The lines you return should be those containing the string "BattleError", taken from the data below.

SUPPLIED RECORDS START

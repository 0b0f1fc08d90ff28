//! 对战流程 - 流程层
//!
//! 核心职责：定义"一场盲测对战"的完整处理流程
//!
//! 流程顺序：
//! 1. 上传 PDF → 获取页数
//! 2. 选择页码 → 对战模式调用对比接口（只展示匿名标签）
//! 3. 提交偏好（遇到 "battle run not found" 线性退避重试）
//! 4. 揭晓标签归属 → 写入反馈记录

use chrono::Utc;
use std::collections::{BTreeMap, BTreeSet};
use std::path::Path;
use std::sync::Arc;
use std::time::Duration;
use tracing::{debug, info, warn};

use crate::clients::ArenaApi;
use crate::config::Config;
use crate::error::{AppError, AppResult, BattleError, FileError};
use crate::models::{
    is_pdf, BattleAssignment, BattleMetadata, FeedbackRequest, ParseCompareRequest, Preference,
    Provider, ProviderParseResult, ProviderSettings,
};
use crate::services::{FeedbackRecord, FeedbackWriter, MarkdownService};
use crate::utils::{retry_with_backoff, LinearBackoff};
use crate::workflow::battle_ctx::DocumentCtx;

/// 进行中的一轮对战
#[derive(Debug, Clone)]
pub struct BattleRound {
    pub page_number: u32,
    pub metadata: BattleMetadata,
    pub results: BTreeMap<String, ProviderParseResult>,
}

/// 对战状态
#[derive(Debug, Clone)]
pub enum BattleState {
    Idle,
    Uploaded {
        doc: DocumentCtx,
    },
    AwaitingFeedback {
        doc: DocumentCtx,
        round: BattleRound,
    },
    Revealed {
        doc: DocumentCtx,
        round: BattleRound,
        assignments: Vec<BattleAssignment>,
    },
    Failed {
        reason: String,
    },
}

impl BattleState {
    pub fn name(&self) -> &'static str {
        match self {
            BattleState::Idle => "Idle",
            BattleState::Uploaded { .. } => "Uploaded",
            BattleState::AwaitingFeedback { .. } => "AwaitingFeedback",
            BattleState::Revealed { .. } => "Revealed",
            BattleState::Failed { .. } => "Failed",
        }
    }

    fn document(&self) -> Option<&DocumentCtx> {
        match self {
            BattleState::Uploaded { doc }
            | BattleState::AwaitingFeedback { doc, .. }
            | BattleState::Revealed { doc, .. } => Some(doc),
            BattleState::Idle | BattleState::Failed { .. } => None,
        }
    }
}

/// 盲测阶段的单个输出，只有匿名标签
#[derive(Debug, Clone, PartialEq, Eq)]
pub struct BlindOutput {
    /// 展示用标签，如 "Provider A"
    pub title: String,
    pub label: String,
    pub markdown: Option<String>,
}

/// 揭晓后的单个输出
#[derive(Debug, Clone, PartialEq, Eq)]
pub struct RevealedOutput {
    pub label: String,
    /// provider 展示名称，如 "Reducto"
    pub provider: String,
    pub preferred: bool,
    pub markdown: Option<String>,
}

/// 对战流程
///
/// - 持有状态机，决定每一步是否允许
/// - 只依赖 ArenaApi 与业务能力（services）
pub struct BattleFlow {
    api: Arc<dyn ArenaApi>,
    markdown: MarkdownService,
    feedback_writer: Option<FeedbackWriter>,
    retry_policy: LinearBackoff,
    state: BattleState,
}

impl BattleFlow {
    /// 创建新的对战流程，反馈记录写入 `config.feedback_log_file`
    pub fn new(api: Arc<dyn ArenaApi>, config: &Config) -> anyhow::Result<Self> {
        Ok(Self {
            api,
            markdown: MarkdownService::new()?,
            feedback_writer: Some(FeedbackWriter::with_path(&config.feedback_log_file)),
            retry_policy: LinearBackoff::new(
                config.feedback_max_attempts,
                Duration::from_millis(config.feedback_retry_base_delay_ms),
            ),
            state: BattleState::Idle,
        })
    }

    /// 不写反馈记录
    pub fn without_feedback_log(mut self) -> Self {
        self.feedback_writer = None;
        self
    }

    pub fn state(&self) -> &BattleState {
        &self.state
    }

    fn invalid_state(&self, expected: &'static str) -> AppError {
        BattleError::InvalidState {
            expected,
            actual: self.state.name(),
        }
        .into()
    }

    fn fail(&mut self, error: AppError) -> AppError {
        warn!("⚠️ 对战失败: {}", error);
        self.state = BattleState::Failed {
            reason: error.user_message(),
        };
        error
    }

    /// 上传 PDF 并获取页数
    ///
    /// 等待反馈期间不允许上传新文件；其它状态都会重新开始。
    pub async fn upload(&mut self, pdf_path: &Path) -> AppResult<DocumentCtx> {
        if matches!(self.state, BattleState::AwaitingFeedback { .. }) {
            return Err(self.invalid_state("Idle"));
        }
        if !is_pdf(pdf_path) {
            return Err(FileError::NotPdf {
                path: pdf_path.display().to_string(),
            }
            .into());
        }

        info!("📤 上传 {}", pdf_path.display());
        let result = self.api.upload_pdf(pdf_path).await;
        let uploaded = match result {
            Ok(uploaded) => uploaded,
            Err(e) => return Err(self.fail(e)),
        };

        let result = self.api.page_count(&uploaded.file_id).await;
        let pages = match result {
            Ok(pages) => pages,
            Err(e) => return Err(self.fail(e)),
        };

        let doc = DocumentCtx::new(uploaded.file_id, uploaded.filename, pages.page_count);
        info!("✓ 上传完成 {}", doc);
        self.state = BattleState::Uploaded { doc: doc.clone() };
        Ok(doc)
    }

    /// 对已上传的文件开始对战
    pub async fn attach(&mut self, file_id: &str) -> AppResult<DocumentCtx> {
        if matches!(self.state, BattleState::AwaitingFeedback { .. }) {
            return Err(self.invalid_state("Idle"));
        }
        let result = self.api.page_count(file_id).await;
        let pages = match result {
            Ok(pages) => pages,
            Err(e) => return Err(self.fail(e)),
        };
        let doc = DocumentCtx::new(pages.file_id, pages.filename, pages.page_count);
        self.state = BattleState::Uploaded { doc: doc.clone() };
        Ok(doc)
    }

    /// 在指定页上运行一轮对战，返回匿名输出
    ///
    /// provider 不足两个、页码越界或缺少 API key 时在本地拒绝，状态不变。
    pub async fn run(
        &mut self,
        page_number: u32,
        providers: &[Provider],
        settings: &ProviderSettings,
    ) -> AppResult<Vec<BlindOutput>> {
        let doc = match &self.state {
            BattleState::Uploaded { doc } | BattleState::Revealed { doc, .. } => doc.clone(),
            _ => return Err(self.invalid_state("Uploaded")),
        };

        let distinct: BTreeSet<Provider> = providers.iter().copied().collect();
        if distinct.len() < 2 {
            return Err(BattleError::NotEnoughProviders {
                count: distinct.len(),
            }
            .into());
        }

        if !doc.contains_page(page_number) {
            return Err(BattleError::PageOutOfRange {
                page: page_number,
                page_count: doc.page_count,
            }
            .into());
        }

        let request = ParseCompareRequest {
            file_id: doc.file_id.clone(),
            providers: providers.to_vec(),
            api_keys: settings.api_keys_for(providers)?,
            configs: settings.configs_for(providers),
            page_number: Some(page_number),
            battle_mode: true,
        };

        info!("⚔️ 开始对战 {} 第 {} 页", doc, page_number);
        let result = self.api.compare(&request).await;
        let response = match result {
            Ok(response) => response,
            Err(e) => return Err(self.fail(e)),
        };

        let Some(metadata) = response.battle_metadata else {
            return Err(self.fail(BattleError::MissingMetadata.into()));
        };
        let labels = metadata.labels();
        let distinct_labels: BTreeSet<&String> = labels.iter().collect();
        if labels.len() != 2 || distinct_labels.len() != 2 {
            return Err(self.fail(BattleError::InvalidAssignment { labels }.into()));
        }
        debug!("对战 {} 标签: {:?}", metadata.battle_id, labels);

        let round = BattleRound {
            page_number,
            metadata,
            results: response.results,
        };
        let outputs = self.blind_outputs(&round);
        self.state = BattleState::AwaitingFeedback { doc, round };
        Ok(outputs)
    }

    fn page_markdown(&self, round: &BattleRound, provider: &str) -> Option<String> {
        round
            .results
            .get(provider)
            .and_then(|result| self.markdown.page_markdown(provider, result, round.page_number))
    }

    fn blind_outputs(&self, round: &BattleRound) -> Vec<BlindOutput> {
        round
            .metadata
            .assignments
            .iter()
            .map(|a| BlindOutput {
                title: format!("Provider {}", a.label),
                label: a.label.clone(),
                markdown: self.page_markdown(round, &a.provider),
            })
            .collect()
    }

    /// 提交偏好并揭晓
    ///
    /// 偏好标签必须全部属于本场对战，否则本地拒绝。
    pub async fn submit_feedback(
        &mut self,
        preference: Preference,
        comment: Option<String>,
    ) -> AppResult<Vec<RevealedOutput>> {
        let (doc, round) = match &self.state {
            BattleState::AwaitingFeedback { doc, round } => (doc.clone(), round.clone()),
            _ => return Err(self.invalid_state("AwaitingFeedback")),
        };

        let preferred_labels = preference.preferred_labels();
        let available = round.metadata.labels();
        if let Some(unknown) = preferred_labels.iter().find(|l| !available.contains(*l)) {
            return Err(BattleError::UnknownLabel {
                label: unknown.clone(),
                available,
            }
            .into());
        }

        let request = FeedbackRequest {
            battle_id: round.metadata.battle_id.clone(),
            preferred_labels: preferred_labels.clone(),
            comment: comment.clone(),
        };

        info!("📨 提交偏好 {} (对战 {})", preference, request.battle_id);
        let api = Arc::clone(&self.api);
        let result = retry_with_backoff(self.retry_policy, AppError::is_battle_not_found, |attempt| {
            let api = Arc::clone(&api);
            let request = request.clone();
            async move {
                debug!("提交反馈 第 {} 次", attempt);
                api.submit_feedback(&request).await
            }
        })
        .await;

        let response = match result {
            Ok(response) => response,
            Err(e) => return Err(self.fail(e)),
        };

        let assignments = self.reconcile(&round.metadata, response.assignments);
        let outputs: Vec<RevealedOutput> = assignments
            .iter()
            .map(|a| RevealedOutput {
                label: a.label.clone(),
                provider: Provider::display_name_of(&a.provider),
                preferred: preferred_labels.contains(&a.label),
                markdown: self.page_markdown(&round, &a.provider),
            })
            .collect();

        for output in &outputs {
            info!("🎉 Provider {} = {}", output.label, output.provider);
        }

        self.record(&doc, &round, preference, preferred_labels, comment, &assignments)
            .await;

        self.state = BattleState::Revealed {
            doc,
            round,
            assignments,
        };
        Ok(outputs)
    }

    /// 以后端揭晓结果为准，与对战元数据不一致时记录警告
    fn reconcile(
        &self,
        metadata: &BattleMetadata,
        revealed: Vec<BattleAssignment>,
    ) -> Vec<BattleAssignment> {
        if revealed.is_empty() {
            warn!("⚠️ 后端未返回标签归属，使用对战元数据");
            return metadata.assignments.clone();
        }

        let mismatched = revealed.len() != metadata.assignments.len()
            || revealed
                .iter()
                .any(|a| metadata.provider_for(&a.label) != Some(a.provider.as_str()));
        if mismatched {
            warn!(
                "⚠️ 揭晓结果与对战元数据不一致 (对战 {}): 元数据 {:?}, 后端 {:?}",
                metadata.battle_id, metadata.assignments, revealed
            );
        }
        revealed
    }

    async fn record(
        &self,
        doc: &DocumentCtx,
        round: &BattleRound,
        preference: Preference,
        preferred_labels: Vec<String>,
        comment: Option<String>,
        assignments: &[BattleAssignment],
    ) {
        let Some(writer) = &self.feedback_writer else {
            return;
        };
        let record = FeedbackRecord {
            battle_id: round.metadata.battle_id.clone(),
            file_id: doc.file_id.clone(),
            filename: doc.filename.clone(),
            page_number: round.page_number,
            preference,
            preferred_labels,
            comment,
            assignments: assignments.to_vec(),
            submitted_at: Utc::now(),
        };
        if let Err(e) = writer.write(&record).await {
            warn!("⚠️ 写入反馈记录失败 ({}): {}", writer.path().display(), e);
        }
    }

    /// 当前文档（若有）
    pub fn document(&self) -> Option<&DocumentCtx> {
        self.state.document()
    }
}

SUPPLIED RECORDS END

= WRITTEN RESPONSE =
use crate::error::{AppError, AppResult, BattleError, FileError};
        BattleError::InvalidState {
            return Err(BattleError::NotEnoughProviders {
            return Err(BattleError::PageOutOfRange {
            return Err(self.fail(BattleError::MissingMetadata.into()));
            return Err(self.fail(BattleError::InvalidAssignment { labels }.into()));
            return Err(BattleError::UnknownLabel {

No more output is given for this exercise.